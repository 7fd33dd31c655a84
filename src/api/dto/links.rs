//! DTOs for the link list endpoint.

use chrono::{DateTime, Utc};
use serde::{Deserialize, Serialize};

use crate::domain::entities::LinkSummary;

/// Query parameters accepted by `GET /api/shorten`.
#[derive(Debug, Default, Deserialize)]
#[serde(rename_all = "camelCase")]
pub struct ShortIdQuery {
    pub short_id: Option<String>,
}

/// Dashboard row for one link.
#[derive(Debug, Serialize)]
#[serde(rename_all = "camelCase")]
pub struct LinkSummaryItem {
    pub short_id: String,
    pub original_url: String,
    pub clicks: u64,
    pub created_at: DateTime<Utc>,
}

impl From<LinkSummary> for LinkSummaryItem {
    fn from(summary: LinkSummary) -> Self {
        Self {
            short_id: summary.short_id,
            original_url: summary.original_url,
            clicks: summary.click_count,
            created_at: summary.created_at,
        }
    }
}
//! Handler for short URL redirect.

use axum::{
    extract::{ConnectInfo, Path, State},
    http::{HeaderMap, StatusCode, header},
    response::{IntoResponse, Response},
};
use std::net::SocketAddr;
use tracing::debug;

use crate::error::AppError;
use crate::state::AppState;
use crate::utils::client_info::client_metadata_from_headers;
use crate::utils::url_validator::redirect_target;

/// Redirects a short identifier to its original URL.
///
/// # Endpoint
///
/// `GET /{shortId}`
///
/// # Request Flow
///
/// 1. Collect client address (`X-Forwarded-For` or peer), `User-Agent` and `Referer`
/// 2. Classify the user agent
/// 3. Append the click to the link's log and persist the registry
/// 4. Return 302 Found
///
/// The click is stored before the response is sent.
///
/// # Errors
///
/// Returns 404 Not Found if the short identifier doesn't exist.
/// Returns 500 if the registry cannot be read or written, or the stored
/// URL is not a valid `Location` value.
pub async fn redirect_handler(
    Path(short_id): Path<String>,
    State(state): State<AppState>,
    headers: HeaderMap,
    ConnectInfo(addr): ConnectInfo<SocketAddr>,
) -> Result<Response, AppError> {
    follow_short_link(&state, &short_id, &headers, addr).await
}

/// Records a click for `short_id` and builds the redirect response.
pub(crate) async fn follow_short_link(
    state: &AppState,
    short_id: &str,
    headers: &HeaderMap,
    peer: SocketAddr,
) -> Result<Response, AppError> {
    let client = client_metadata_from_headers(headers, Some(peer));
    let visit = state.link_service.visit(short_id, client).await?;

    let location = redirect_target(&visit.original_url)?;

    debug!(short_id, browser = %visit.click.browser, "Redirecting");

    Ok((StatusCode::FOUND, [(header::LOCATION, location)]).into_response())
}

◆ ◆ ◆ ◆ ◆

Out of the entries above, write out only the lines between the line holding "Query parameters accepted" and the line holding "pub async fn", inclusive, each exactly as given.

/// Query parameters accepted by `GET /api/shorten`.
#[derive(Debug, Default, Deserialize)]
#[serde(rename_all = "camelCase")]
pub struct ShortIdQuery {
    pub short_id: Option<String>,
}

/// Dashboard row for one link.
#[derive(Debug, Serialize)]
#[serde(rename_all = "camelCase")]
pub struct LinkSummaryItem {
    pub short_id: String,
    pub original_url: String,
    pub clicks: u64,
    pub created_at: DateTime<Utc>,
}

impl From<LinkSummary> for LinkSummaryItem {
    fn from(summary: LinkSummary) -> Self {
        Self {
            short_id: summary.short_id,
            original_url: summary.original_url,
            clicks: summary.click_count,
            created_at: summary.created_at,
        }
    }
}
//! Handler for short URL redirect.

use axum::{
    extract::{ConnectInfo, Path, State},
    http::{HeaderMap, StatusCode, header},
    response::{IntoResponse, Response},
};
use std::net::SocketAddr;
use tracing::debug;

use crate::error::AppError;
use crate::state::AppState;
use crate::utils::client_info::client_metadata_from_headers;
use crate::utils::url_validator::redirect_target;

/// Redirects a short identifier to its original URL.
///
/// # Endpoint
///
/// `GET /{shortId}`
///
/// # Request Flow
///
/// 1. Collect client address (`X-Forwarded-For` or peer), `User-Agent` and `Referer`
/// 2. Classify the user agent
/// 3. Append the click to the link's log and persist the registry
/// 4. Return 302 Found
///
/// The click is stored before the response is sent.
///
/// # Errors
///
/// Returns 404 Not Found if the short identifier doesn't exist.
/// Returns 500 if the registry cannot be read or written, or the stored
/// URL is not a valid `Location` value.
pub async fn redirect_handler(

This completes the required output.